━━ Given data

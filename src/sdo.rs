//! A loaded SDO and the accessors that interpret it.
//!
//! Nothing is cached. Every accessor parses the retained source text again and re-verifies the
//! signatures it reports on, so repeated calls on the same document give the same answers.

use std::{
    fs,
    io::Read,
    path::{Path, PathBuf},
};

use base64::Engine;
use log::{debug, error, info};
use serde::{Deserialize, Serialize};
use uuid::Uuid;

use crate::{
    payload::extract_data_part,
    xml::{
        escape_text, inner_text, required_text, sdo_list, select_nodes, select_single,
        single_text, CMS_SIGNATURE, METADATA, METADATA_PAIRS, MIME_TYPE, POLICY_IDENTIFIER,
        SDO_PROFILE, SEAL_SIGNATURE, SEID_SDO_VERSION, SIGNATURE_ELEMENTS, SIGNERS_DOCUMENT,
    },
    BankIdSignature, CmsEnvelope, Error, ResolvedCertificatePair, Result, SdoSettings, Signature,
    TextEncoding,
};

/// Kind of document carried in `SignersDocument`.
#[derive(Clone, Copy, Debug, Eq, PartialEq, Serialize, Deserialize)]
pub enum DocumentType {
    PDF,
    TEXT,
    XML,
}

impl DocumentType {
    pub fn from_mime_type(mime_type: &str) -> Result<Self> {
        match mime_type.trim().to_ascii_lowercase().as_str() {
            "application/pdf" => Ok(DocumentType::PDF),
            "text/bidxml" => Ok(DocumentType::XML),
            "text/plain" => Ok(DocumentType::TEXT),
            other => Err(Error::UnknownDocumentType(other.to_string())),
        }
    }

    pub fn extension(&self) -> &'static str {
        match self {
            DocumentType::PDF => "pdf",
            DocumentType::TEXT => "txt",
            DocumentType::XML => "xml",
        }
    }
}

/// A `ValuePair` from the SDO `Metadata` element. `MerchantDesc` is reserved by BankID for the
/// document title.
#[derive(Clone, Debug, Eq, PartialEq, Serialize, Deserialize)]
pub struct MetaData {
    pub name: String,
    pub value: String,
    pub description: Option<String>,
}

/// A loaded SDO.
///
/// The source text is kept verbatim since the seal covers the `SDODataPart` bytes as written by
/// the producer. A document is never modified in place; [`SdoDocument::with_metadata`] returns a
/// new one.
#[derive(Clone, Debug)]
pub struct SdoDocument {
    text: String,
    encoding: TextEncoding,
    settings: SdoSettings,
}

impl std::str::FromStr for SdoDocument {
    type Err = Error;

    fn from_str(text: &str) -> Result<Self> {
        Self::from_str_with(text, SdoSettings::default())
    }
}

impl SdoDocument {
    /// Parses already decoded text. The encoding the text was stored in, taken from `settings` or
    /// the XML declaration, is still needed to reproduce the sealed bytes and to save.
    pub fn from_str_with(text: &str, settings: SdoSettings) -> Result<Self> {
        let encoding = settings
            .source_encoding
            .unwrap_or_else(|| TextEncoding::sniff(text.as_bytes()));
        Self::from_text(text.to_string(), encoding, settings)
    }

    pub fn from_bytes(data: &[u8]) -> Result<Self> {
        Self::load(data, SdoSettings::default())
    }

    /// Decodes `data` according to `settings` (or its XML declaration) and parses it.
    pub fn load(data: &[u8], settings: SdoSettings) -> Result<Self> {
        let encoding = settings
            .source_encoding
            .unwrap_or_else(|| TextEncoding::sniff(data));
        let text = match encoding.decode(data) {
            Ok(text) => text,
            Err(e) => {
                error!("Failed to decode SDO as {encoding:?}: {e}");
                return Err(e);
            }
        };
        Self::from_text(text, encoding, settings)
    }

    pub fn from_path<P: AsRef<Path>>(path: P) -> Result<Self> {
        Self::from_path_with(path, SdoSettings::default())
    }

    pub fn from_path_with<P: AsRef<Path>>(path: P, settings: SdoSettings) -> Result<Self> {
        let path = path.as_ref();
        if !path.exists() {
            error!("Cannot load SDO, {} does not exist", path.display());
            return Err(Error::NotFound(path.display().to_string()));
        }
        let data = fs::read(path)?;
        Self::load(&data, settings)
    }

    pub fn from_reader<R: Read>(mut reader: R, settings: SdoSettings) -> Result<Self> {
        let mut data = vec![];
        reader.read_to_end(&mut data)?;
        Self::load(&data, settings)
    }

    fn from_text(text: String, encoding: TextEncoding, settings: SdoSettings) -> Result<Self> {
        let sdo = SdoDocument {
            text,
            encoding,
            settings,
        };
        // Loading fails unless the tree parses and the signed document is present.
        sdo.signed_document()?;
        info!("Loaded SDO ({encoding:?}, {} characters)", sdo.text.len());
        Ok(sdo)
    }

    /// The source text as loaded, plus any metadata added since.
    pub fn text(&self) -> &str {
        &self.text
    }

    pub fn encoding(&self) -> TextEncoding {
        self.encoding
    }

    pub fn settings(&self) -> &SdoSettings {
        &self.settings
    }

    fn parse_doc(&self) -> Result<roxmltree::Document<'_>> {
        roxmltree::Document::parse(&self.text).map_err(|e| {
            error!("Failed to parse SDO XML: {e}");
            Error::XmlParse(e.to_string())
        })
    }

    pub fn number_of_signatures(&self) -> Result<usize> {
        let doc = self.parse_doc()?;
        Ok(select_nodes(sdo_list(&doc)?, SIGNATURE_ELEMENTS).len())
    }

    /// Value of the first metadata entry, whatever its name.
    pub fn document_description(&self) -> Result<String> {
        let doc = self.parse_doc()?;
        required_text(sdo_list(&doc)?, "SDO/Metadata/ValuePair/Value")
    }

    /// Value of the first metadata entry named `name`.
    pub fn metadata_value(&self, name: &str) -> Result<Option<String>> {
        Ok(self
            .metadata()?
            .into_iter()
            .find(|m| m.name == name)
            .map(|m| m.value))
    }

    pub fn seid_sdo_version(&self) -> Result<String> {
        let doc = self.parse_doc()?;
        required_text(sdo_list(&doc)?, SEID_SDO_VERSION)
    }

    /// Type of the signed document, taken from the first signature element.
    pub fn document_type(&self) -> Result<DocumentType> {
        let doc = self.parse_doc()?;
        let list = sdo_list(&doc)?;
        let mime_type = select_single(list, SIGNATURE_ELEMENTS)
            .and_then(|element| single_text(element, MIME_TYPE));
        match mime_type {
            Some(mime_type) => DocumentType::from_mime_type(&mime_type),
            None => Err(Error::UnknownDocumentType("no MimeType element".to_string())),
        }
    }

    /// The document that was signed, base64 decoded.
    pub fn signed_document(&self) -> Result<Vec<u8>> {
        let doc = self.parse_doc()?;
        let encoded = required_text(sdo_list(&doc)?, SIGNERS_DOCUMENT)?;
        let compact: String = encoded.chars().filter(|c| !c.is_ascii_whitespace()).collect();
        match base64::engine::general_purpose::STANDARD.decode(compact) {
            Ok(document) => Ok(document),
            Err(e) => {
                error!("Failed to base64 decode SignersDocument: {e:?}");
                Err(e.into())
            }
        }
    }

    /// Per-signer signatures in document order.
    ///
    /// The outer error reports a document that cannot be interpreted at all. The inner results
    /// report signatures that could not be read, e.g., one without a signing time, without
    /// affecting the others. A signature that fails verification is `Ok` with `verified == false`.
    pub fn signatures(&self) -> Result<Vec<Result<BankIdSignature>>> {
        let document = self.signed_document()?;
        let doc = self.parse_doc()?;
        let elements = select_nodes(sdo_list(&doc)?, SIGNATURE_ELEMENTS);
        if elements.is_empty() {
            error!("SDODataPart contains no SignatureElement");
            return Err(Error::MalformedDocument(
                "no SignatureElement in SDODataPart".to_string(),
            ));
        }

        let mut signatures = Vec::with_capacity(elements.len());
        for (index, element) in elements.into_iter().enumerate() {
            let sdo_profile = required_text(element, SDO_PROFILE)?;
            let signature_text = required_text(element, CMS_SIGNATURE)?;
            let policy = required_text(element, POLICY_IDENTIFIER)?;

            let record = CmsEnvelope::verify_detached(
                &signature_text,
                Some(&document),
                &self.settings.root_ca_marker,
            )
            .and_then(|verification| {
                let roles = ResolvedCertificatePair::resolve(
                    &verification.certificates,
                    &self.settings.root_ca_marker,
                )?;
                BankIdSignature::assemble(verification, roles, sdo_profile, &policy)
            });
            match &record {
                Ok(signature) => debug!(
                    "Signature {index} by {} verified: {}",
                    signature.name, signature.verified
                ),
                Err(e) => error!("Failed to read signature {index}: {e}"),
            }
            signatures.push(record);
        }
        Ok(signatures)
    }

    /// The seal over the whole `SDODataPart`.
    ///
    /// When the data part span cannot be located in the source text the seal is still decoded and
    /// reported, with `verified == false`.
    pub fn sealed_by(&self) -> Result<Signature> {
        let doc = self.parse_doc()?;
        let signature_text = required_text(sdo_list(&doc)?, SEAL_SIGNATURE)?;

        let seal_encoding = self.settings.seal_encoding.unwrap_or(self.encoding);
        let payload = match extract_data_part(&self.text, seal_encoding) {
            Ok(payload) => Some(payload),
            Err(e) => {
                error!("Cannot reproduce sealed payload: {e}");
                None
            }
        };

        let marker = &self.settings.root_ca_marker;
        let verification = CmsEnvelope::verify_detached(&signature_text, payload.as_deref(), marker)?;
        let roles = ResolvedCertificatePair::resolve(&verification.certificates, marker)?;
        let seal = Signature::assemble(verification, roles)?;
        debug!("Seal by {} verified: {}", seal.name, seal.verified);
        Ok(seal)
    }

    pub fn metadata(&self) -> Result<Vec<MetaData>> {
        let doc = self.parse_doc()?;
        let pairs = select_nodes(sdo_list(&doc)?, METADATA_PAIRS);
        pairs
            .into_iter()
            .map(|pair| {
                Ok(MetaData {
                    name: required_text(pair, "Name")?,
                    value: required_text(pair, "Value")?,
                    description: select_single(pair, "Description").map(inner_text),
                })
            })
            .collect()
    }

    /// Returns a copy of this document with `metadata` appended as a new `ValuePair`.
    ///
    /// The pair is spliced into the source text, leaving every other byte, in particular the signed
    /// `SDODataPart`, untouched.
    pub fn with_metadata(&self, metadata: &MetaData) -> Result<SdoDocument> {
        let mut pair = format!(
            "<ValuePair><Name>{}</Name><Value>{}</Value>",
            escape_text(&metadata.name, self.encoding),
            escape_text(&metadata.value, self.encoding)
        );
        if let Some(description) = &metadata.description {
            pair.push_str(&format!(
                "<Description>{}</Description>",
                escape_text(description, self.encoding)
            ));
        }
        pair.push_str("</ValuePair>");

        let text = {
            let doc = self.parse_doc()?;
            let list = sdo_list(&doc)?;
            match select_single(list, METADATA) {
                Some(node) => splice_into_element(&self.text, node.range(), &pair)?,
                None => {
                    let sdo = select_single(list, "SDO").ok_or_else(|| {
                        Error::MalformedDocument("missing element SDO".to_string())
                    })?;
                    let block = format!("<Metadata>{pair}</Metadata>");
                    splice_into_element(&self.text, sdo.range(), &block)?
                }
            }
        };
        debug!("Added metadata entry {:?}", metadata.name);
        Self::from_text(text, self.encoding, self.settings.clone())
    }

    /// Serializes the document, including added metadata, in its source encoding.
    pub fn save_sdo(&self) -> Result<Vec<u8>> {
        self.encoding.encode(&self.text)
    }

    /// Writes the document to `<uuid>.SDO` in `folder`, or the temp directory, and returns the path.
    pub fn save_sdo_to(&self, folder: Option<&Path>) -> Result<PathBuf> {
        let path = unique_path(folder, "SDO");
        fs::write(&path, self.save_sdo()?)?;
        info!("Saved SDO to {}", path.display());
        Ok(path)
    }

    /// Writes the signed document to `<uuid>.pdf|.txt|.xml` in `folder`, or the temp directory, and
    /// returns the path.
    pub fn save_signed_document(&self, folder: Option<&Path>) -> Result<PathBuf> {
        let path = unique_path(folder, self.document_type()?.extension());
        fs::write(&path, self.signed_document()?)?;
        info!("Saved signed document to {}", path.display());
        Ok(path)
    }
}

fn unique_path(folder: Option<&Path>, extension: &str) -> PathBuf {
    let folder = match folder {
        Some(folder) => folder.to_path_buf(),
        None => std::env::temp_dir(),
    };
    folder.join(format!("{}.{extension}", Uuid::new_v4().simple()))
}

/// Inserts `content` as the last child of the element spanning `range` in `text`.
fn splice_into_element(text: &str, range: std::ops::Range<usize>, content: &str) -> Result<String> {
    let element = &text[range.clone()];
    if element.ends_with("/>") {
        // <Tag .../> becomes <Tag ...>content</Tag>
        let tag = element[1..]
            .split(|c: char| c.is_whitespace() || c == '/' || c == '>')
            .next()
            .unwrap_or_default();
        let open = element[..element.len() - 2].trim_end();
        return Ok(format!(
            "{}{open}>{content}</{tag}>{}",
            &text[..range.start],
            &text[range.end..]
        ));
    }
    let close = match element.rfind("</") {
        Some(close) => Some(range.start + close),
        // range only covers the start tag, look for the end tag after it
        None => {
            let tag = element[1..]
                .split(|c: char| c.is_whitespace() || c == '>')
                .next()
                .unwrap_or_default();
            text[range.end..]
                .find(&format!("</{tag}"))
                .map(|close| range.end + close)
        }
    };
    match close {
        Some(close) => Ok(format!("{}{content}{}", &text[..close], &text[close..])),
        None => Err(Error::MalformedDocument(format!(
            "no closing tag for element at offset {}",
            range.start
        ))),
    }
}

━━━━

* [Instructions for the task]:
Pull every line containing "index" out of the material and copy it.

* [Answer to the exercise]:
        for (index, element) in elements.into_iter().enumerate() {
                    "Signature {index} by {} verified: {}",
                Err(e) => error!("Failed to read signature {index}: {e}"),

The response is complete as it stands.